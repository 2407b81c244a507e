use ratatui::buffer::Buffer;
use ratatui::layout::Rect;
use ratatui::style::{Color, Style};
use ratatui::widgets::Widget;

use crate::ui::theme;

/// One trace with its drawing color; listed back-to-front
pub struct Trace<'a> {
    pub data: &'a [f32],
    pub color: Color,
}

/// Oscilloscope pane: grid, center axis, then each trace as a polyline,
/// every trace autoscaled independently to ±40% of the pane height
pub struct ScopeWidget<'a> {
    pub traces: Vec<Trace<'a>>,
    pub corner_labels: Vec<String>,
}

impl ScopeWidget<'_> {
    fn draw_grid(&self, area: Rect, buf: &mut Buffer) {
        let grid = Style::default().fg(theme::GRID);

        // Vertical lines
        for i in 0..=10u16 {
            let x = area.x + (area.width.saturating_sub(1)) * i / 10;
            for y in area.y..area.y + area.height {
                buf.set_string(x, y, "·", grid);
            }
        }
        // Horizontal lines
        for i in 0..=6u16 {
            let y = area.y + (area.height.saturating_sub(1)) * i / 6;
            for x in area.x..area.x + area.width {
                if buf[(x, y)].symbol() == " " {
                    buf.set_string(x, y, "·", grid);
                }
            }
        }
        // Center axis
        let mid_y = area.y + area.height / 2;
        for x in area.x..area.x + area.width {
            buf.set_string(x, mid_y, "─", Style::default().fg(theme::DIM));
        }
    }

    fn draw_trace(&self, trace: &Trace, area: Rect, buf: &mut Buffer) {
        if trace.data.len() < 2 {
            return;
        }
        let width = area.width as usize;
        let mid_y = (area.y + area.height / 2) as i32;
        let peak = trace
            .data
            .iter()
            .fold(0.0f32, |acc, s| acc.max(s.abs()));
        let scale = if peak > 0.0 {
            (area.height as f32 * 0.4) / peak
        } else {
            1.0
        };
        let style = Style::default().fg(trace.color);

        let denom = width.saturating_sub(1).max(1);
        let mut prev_y: Option<i32> = None;
        for col in 0..width {
            let idx = col * (trace.data.len() - 1) / denom;
            let value = trace.data[idx.min(trace.data.len() - 1)];
            let y = mid_y - (value * scale).round() as i32;
            let x = area.x + col as u16;

            if y >= area.y as i32 && y < (area.y + area.height) as i32 {
                buf.set_string(x, y as u16, "●", style);
            }

            // Connect vertical jumps so square edges read as lines
            if let Some(py) = prev_y {
                let (lo, hi) = if py < y { (py, y) } else { (y, py) };
                for fill_y in (lo + 1)..hi {
                    if fill_y >= area.y as i32 && fill_y < (area.y + area.height) as i32 {
                        buf.set_string(x, fill_y as u16, "│", style);
                    }
                }
            }
            prev_y = Some(y);
        }
    }
}

impl Widget for ScopeWidget<'_> {
    fn render(self, area: Rect, buf: &mut Buffer) {
        if area.width < 10 || area.height < 5 {
            return;
        }

        self.draw_grid(area, buf);
        for trace in &self.traces {
            self.draw_trace(trace, area, buf);
        }

        // Legend, top-right, like the canvas corner labels
        let mut y = area.y;
        for label in &self.corner_labels {
            let x = (area.x + area.width).saturating_sub(label.len() as u16 + 1);
            buf.set_string(x, y, label, Style::default().fg(theme::FG));
            y += 1;
        }

        // Axis captions
        if area.height > 2 {
            buf.set_string(
                area.x + 1,
                area.y + area.height - 1,
                "Time (s)",
                Style::default().fg(theme::DIM),
            );
        }
    }
}
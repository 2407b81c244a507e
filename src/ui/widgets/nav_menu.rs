use ratatui::buffer::Buffer;
use ratatui::layout::Rect;
use ratatui::style::Style;
use ratatui::widgets::Widget;

use crate::app::MENU_ENTRIES;
use crate::ui::theme;

/// Collapsible navigation menu, drawn as an overlay near the top-left
pub struct NavMenuWidget {
    pub selected: usize,
}

impl Widget for NavMenuWidget {
    fn render(self, area: Rect, buf: &mut Buffer) {
        let width: u16 = 24;
        let height = MENU_ENTRIES.len() as u16 + 2;
        if area.width < width + 2 || area.height < height + 1 {
            return;
        }

        let x = area.x + 1;
        let y = area.y + 1;
        let bg = Style::default().bg(theme::HEADER_BG).fg(theme::FG);

        // Panel background and border rows
        for row in 0..height {
            buf.set_string(x, y + row, " ".repeat(width as usize), bg);
        }
        buf.set_string(x, y, format!("┌{}┐", "─".repeat(width as usize - 2)), bg);
        buf.set_string(
            x,
            y + height - 1,
            format!("└{}┘", "─".repeat(width as usize - 2)),
            bg,
        );

        for (i, (label, _)) in MENU_ENTRIES.iter().enumerate() {
            let style = if i == self.selected {
                Style::default().bg(theme::SELECTED_BG).fg(theme::ACCENT)
            } else {
                bg
            };
            let line = format!(" {} {:<width$}", i + 1, label, width = width as usize - 5);
            buf.set_string(x + 1, y + 1 + i as u16, line, style);
        }
    }
}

------------------------

--- Requirement ---
With every line intact, print the records above again.

--- Finished task ---
repository 2407b81c244a507e
use ratatui::buffer::Buffer;
use ratatui::layout::Rect;
use ratatui::style::{Color, Style};
use ratatui::widgets::Widget;

use crate::ui::theme;

/// One trace with its drawing color; listed back-to-front
pub struct Trace<'a> {
    pub data: &'a [f32],
    pub color: Color,
}

/// Oscilloscope pane: grid, center axis, then each trace as a polyline,
/// every trace autoscaled independently to ±40% of the pane height
pub struct ScopeWidget<'a> {
    pub traces: Vec<Trace<'a>>,
    pub corner_labels: Vec<String>,
}

impl ScopeWidget<'_> {
    fn draw_grid(&self, area: Rect, buf: &mut Buffer) {
        let grid = Style::default().fg(theme::GRID);

        // Vertical lines
        for i in 0..=10u16 {
            let x = area.x + (area.width.saturating_sub(1)) * i / 10;
            for y in area.y..area.y + area.height {
                buf.set_string(x, y, "·", grid);
            }
        }
        // Horizontal lines
        for i in 0..=6u16 {
            let y = area.y + (area.height.saturating_sub(1)) * i / 6;
            for x in area.x..area.x + area.width {
                if buf[(x, y)].symbol() == " " {
                    buf.set_string(x, y, "·", grid);
                }
            }
        }
        // Center axis
        let mid_y = area.y + area.height / 2;
        for x in area.x..area.x + area.width {
            buf.set_string(x, mid_y, "─", Style::default().fg(theme::DIM));
        }
    }

    fn draw_trace(&self, trace: &Trace, area: Rect, buf: &mut Buffer) {
        if trace.data.len() < 2 {
            return;
        }
        let width = area.width as usize;
        let mid_y = (area.y + area.height / 2) as i32;
        let peak = trace
            .data
            .iter()
            .fold(0.0f32, |acc, s| acc.max(s.abs()));
        let scale = if peak > 0.0 {
            (area.height as f32 * 0.4) / peak
        } else {
            1.0
        };
        let style = Style::default().fg(trace.color);

        let denom = width.saturating_sub(1).max(1);
        let mut prev_y: Option<i32> = None;
        for col in 0..width {
            let idx = col * (trace.data.len() - 1) / denom;
            let value = trace.data[idx.min(trace.data.len() - 1)];
            let y = mid_y - (value * scale).round() as i32;
            let x = area.x + col as u16;

            if y >= area.y as i32 && y < (area.y + area.height) as i32 {
                buf.set_string(x, y as u16, "●", style);
            }

            // Connect vertical jumps so square edges read as lines
            if let Some(py) = prev_y {
                let (lo, hi) = if py < y { (py, y) } else { (y, py) };
                for fill_y in (lo + 1)..hi {
                    if fill_y >= area.y as i32 && fill_y < (area.y + area.height) as i32 {
                        buf.set_string(x, fill_y as u16, "│", style);
                    }
                }
            }
            prev_y = Some(y);
        }
    }
}

impl Widget for ScopeWidget<'_> {
    fn render(self, area: Rect, buf: &mut Buffer) {
        if area.width < 10 || area.height < 5 {
            return;
        }

        self.draw_grid(area, buf);
        for trace in &self.traces {
            self.draw_trace(trace, area, buf);
        }

        // Legend, top-right, like the canvas corner labels
        let mut y = area.y;
        for label in &self.corner_labels {
            let x = (area.x + area.width).saturating_sub(label.len() as u16 + 1);
            buf.set_string(x, y, label, Style::default().fg(theme::FG));
            y += 1;
        }

        // Axis captions
        if area.height > 2 {
            buf.set_string(
                area.x + 1,
                area.y + area.height - 1,
                "Time (s)",
                Style::default().fg(theme::DIM),
            );
        }
    }
}
repository 2407b81c244a507e
filename src/ui/widgets/nav_menu.rs
use ratatui::buffer::Buffer;
use ratatui::layout::Rect;
use ratatui::style::Style;
use ratatui::widgets::Widget;

use crate::app::MENU_ENTRIES;
use crate::ui::theme;

/// Collapsible navigation menu, drawn as an overlay near the top-left
pub struct NavMenuWidget {
    pub selected: usize,
}

impl Widget for NavMenuWidget {
    fn render(self, area: Rect, buf: &mut Buffer) {
        let width: u16 = 24;
        let height = MENU_ENTRIES.len() as u16 + 2;
        if area.width < width + 2 || area.height < height + 1 {
            return;
        }

        let x = area.x + 1;
        let y = area.y + 1;
        let bg = Style::default().bg(theme::HEADER_BG).fg(theme::FG);

        // Panel background and border rows
        for row in 0..height {
            buf.set_string(x, y + row, " ".repeat(width as usize), bg);
        }
        buf.set_string(x, y, format!("┌{}┐", "─".repeat(width as usize - 2)), bg);
        buf.set_string(
            x,
            y + height - 1,
            format!("└{}┘", "─".repeat(width as usize - 2)),
            bg,
        );

        for (i, (label, _)) in MENU_ENTRIES.iter().enumerate() {
            let style = if i == self.selected {
                Style::default().bg(theme::SELECTED_BG).fg(theme::ACCENT)
            } else {
                bg
            };
            let line = format!(" {} {:<width$}", i + 1, label, width = width as usize - 5);
            buf.set_string(x + 1, y + 1 + i as u16, line, style);
        }
    }
}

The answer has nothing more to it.